**Records shown**:
%%

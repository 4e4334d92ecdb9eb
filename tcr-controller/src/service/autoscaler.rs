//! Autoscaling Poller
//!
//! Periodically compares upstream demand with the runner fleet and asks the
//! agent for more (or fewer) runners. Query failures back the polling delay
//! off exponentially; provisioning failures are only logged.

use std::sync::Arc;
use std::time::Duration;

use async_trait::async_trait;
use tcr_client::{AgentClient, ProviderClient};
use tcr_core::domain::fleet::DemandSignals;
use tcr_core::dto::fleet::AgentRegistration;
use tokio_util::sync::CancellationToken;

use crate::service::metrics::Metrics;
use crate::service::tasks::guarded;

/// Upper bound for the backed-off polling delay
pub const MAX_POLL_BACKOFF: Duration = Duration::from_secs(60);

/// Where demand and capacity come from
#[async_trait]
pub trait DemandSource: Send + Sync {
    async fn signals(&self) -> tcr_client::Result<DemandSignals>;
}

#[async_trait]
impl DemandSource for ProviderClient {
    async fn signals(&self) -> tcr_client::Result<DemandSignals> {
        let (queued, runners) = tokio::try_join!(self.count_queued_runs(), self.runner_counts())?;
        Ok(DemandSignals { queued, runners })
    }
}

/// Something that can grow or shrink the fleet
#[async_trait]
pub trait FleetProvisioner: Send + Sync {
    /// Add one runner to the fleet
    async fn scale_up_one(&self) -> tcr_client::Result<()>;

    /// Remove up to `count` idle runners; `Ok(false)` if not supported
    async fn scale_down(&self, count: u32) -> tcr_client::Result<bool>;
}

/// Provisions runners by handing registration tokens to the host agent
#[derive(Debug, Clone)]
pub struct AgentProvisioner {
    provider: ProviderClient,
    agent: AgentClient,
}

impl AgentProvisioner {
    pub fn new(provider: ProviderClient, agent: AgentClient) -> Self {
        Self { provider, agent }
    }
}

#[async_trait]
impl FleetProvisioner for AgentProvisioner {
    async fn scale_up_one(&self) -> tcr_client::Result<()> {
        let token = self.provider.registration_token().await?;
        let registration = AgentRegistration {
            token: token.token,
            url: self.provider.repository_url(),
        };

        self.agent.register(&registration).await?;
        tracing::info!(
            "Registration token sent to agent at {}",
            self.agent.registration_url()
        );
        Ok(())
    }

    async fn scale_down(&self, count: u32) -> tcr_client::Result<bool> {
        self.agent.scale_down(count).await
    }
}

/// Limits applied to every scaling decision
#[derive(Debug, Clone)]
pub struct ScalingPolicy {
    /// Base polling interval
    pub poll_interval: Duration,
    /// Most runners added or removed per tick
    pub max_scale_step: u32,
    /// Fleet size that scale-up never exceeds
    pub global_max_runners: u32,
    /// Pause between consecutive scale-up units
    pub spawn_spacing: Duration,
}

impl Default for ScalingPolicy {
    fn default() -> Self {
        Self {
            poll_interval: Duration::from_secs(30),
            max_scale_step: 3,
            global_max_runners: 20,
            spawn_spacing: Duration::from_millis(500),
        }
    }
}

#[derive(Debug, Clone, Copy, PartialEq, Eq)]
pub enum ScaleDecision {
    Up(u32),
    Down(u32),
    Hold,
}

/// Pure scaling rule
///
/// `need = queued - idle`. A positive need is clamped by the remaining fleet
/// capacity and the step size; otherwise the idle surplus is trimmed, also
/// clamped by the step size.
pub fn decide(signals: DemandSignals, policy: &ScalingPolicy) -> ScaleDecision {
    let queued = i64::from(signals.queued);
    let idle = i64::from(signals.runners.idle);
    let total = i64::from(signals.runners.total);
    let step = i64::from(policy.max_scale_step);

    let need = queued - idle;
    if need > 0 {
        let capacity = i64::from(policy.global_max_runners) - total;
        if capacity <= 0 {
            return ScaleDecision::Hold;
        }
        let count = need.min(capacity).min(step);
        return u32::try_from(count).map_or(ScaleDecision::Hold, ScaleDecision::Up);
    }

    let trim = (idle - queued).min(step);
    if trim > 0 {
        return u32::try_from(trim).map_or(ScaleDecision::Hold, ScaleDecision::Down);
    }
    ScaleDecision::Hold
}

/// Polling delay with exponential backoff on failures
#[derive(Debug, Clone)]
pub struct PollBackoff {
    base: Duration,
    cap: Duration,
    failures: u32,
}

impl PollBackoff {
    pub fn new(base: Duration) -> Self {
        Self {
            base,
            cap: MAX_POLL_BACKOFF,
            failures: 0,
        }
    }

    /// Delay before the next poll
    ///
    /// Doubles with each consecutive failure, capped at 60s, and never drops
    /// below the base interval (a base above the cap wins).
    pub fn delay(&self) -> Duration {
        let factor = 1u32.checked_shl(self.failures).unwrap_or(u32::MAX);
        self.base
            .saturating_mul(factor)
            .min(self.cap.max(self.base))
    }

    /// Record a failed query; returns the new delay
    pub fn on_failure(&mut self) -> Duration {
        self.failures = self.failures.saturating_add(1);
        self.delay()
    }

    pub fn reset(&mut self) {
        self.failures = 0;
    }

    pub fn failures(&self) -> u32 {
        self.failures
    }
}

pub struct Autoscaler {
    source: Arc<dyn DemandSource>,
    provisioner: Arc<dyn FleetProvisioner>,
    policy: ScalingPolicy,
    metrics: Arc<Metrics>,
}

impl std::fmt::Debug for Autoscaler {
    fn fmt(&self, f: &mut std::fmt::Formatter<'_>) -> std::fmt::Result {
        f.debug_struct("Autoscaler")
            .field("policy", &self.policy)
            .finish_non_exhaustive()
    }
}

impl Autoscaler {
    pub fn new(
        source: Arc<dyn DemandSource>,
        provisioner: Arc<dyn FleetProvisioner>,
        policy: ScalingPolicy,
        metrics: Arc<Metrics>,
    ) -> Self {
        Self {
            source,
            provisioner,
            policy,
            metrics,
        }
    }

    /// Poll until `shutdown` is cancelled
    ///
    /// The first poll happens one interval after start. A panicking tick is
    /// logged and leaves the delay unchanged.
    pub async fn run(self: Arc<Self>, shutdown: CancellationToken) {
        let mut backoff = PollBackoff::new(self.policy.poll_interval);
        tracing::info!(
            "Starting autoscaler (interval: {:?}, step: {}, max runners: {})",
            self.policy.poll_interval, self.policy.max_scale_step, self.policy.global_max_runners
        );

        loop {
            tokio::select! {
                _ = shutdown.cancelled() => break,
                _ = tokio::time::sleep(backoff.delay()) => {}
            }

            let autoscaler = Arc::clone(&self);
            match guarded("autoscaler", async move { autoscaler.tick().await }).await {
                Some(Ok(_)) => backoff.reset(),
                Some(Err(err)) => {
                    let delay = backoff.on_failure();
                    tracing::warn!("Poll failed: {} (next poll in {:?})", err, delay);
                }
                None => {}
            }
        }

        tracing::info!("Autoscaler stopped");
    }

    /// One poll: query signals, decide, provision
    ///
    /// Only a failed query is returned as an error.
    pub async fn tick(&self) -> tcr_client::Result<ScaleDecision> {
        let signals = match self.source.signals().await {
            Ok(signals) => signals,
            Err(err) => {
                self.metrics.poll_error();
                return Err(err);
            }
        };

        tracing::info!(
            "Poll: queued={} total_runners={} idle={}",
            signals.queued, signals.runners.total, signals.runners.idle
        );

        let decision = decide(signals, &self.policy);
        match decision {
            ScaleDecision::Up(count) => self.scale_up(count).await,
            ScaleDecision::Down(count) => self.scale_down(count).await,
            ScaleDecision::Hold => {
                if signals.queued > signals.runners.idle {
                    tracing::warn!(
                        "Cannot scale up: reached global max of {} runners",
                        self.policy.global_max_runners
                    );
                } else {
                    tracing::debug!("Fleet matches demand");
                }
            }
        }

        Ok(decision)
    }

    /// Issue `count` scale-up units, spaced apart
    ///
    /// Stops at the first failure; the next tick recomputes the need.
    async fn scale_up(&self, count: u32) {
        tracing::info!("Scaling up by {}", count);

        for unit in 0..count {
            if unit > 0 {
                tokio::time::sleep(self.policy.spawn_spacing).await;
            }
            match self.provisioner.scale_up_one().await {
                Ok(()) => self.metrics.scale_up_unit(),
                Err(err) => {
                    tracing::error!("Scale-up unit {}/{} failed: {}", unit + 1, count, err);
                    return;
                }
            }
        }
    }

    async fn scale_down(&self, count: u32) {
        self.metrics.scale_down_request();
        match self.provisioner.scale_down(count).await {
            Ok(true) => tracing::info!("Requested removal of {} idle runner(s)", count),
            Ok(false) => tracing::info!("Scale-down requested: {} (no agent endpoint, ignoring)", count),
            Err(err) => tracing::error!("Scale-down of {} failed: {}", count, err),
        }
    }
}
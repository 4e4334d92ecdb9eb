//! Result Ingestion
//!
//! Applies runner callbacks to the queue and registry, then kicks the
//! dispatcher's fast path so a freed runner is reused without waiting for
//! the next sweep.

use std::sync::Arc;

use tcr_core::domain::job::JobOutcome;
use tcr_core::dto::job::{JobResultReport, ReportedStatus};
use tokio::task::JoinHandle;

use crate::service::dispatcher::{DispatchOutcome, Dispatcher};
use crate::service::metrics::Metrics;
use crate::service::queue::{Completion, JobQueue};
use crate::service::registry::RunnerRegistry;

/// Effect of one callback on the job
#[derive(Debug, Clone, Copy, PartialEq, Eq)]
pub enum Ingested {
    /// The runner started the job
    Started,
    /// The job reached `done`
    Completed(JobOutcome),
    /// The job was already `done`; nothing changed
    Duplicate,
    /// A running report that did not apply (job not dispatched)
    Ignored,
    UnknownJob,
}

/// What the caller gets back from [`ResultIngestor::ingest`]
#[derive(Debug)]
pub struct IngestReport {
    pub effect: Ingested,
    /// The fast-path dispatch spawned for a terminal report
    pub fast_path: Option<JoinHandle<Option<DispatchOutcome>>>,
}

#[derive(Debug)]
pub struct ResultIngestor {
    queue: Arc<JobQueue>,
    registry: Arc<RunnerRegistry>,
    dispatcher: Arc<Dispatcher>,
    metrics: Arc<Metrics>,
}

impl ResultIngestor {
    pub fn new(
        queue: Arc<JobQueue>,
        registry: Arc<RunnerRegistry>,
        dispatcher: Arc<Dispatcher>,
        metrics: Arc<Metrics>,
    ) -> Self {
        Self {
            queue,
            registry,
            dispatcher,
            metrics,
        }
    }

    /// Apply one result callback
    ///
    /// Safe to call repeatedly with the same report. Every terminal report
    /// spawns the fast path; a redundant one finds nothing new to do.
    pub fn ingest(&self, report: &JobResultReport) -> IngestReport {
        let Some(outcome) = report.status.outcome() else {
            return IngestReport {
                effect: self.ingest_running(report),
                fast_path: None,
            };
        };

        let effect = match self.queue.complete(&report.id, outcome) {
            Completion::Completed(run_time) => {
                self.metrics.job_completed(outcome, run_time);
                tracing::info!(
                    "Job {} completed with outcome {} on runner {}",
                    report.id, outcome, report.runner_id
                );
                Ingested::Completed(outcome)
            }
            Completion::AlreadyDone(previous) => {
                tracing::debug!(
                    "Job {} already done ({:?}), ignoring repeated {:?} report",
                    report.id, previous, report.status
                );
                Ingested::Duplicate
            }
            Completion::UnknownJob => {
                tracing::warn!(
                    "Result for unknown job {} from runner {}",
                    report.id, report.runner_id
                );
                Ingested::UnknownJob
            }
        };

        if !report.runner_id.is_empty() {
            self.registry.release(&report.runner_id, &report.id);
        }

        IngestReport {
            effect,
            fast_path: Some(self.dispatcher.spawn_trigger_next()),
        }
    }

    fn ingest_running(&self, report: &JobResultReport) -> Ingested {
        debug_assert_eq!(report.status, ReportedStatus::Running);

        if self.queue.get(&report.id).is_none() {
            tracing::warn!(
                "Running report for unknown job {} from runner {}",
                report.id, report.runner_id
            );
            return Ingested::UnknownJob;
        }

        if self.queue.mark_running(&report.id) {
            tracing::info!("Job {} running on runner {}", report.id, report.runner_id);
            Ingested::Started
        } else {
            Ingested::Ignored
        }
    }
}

%%

**Task details**: From the entries above, copy every line that holds the word "RunnerRegistry".

**Answer to the exercise**:
use crate::service::registry::RunnerRegistry;
    registry: Arc<RunnerRegistry>,
        registry: Arc<RunnerRegistry>,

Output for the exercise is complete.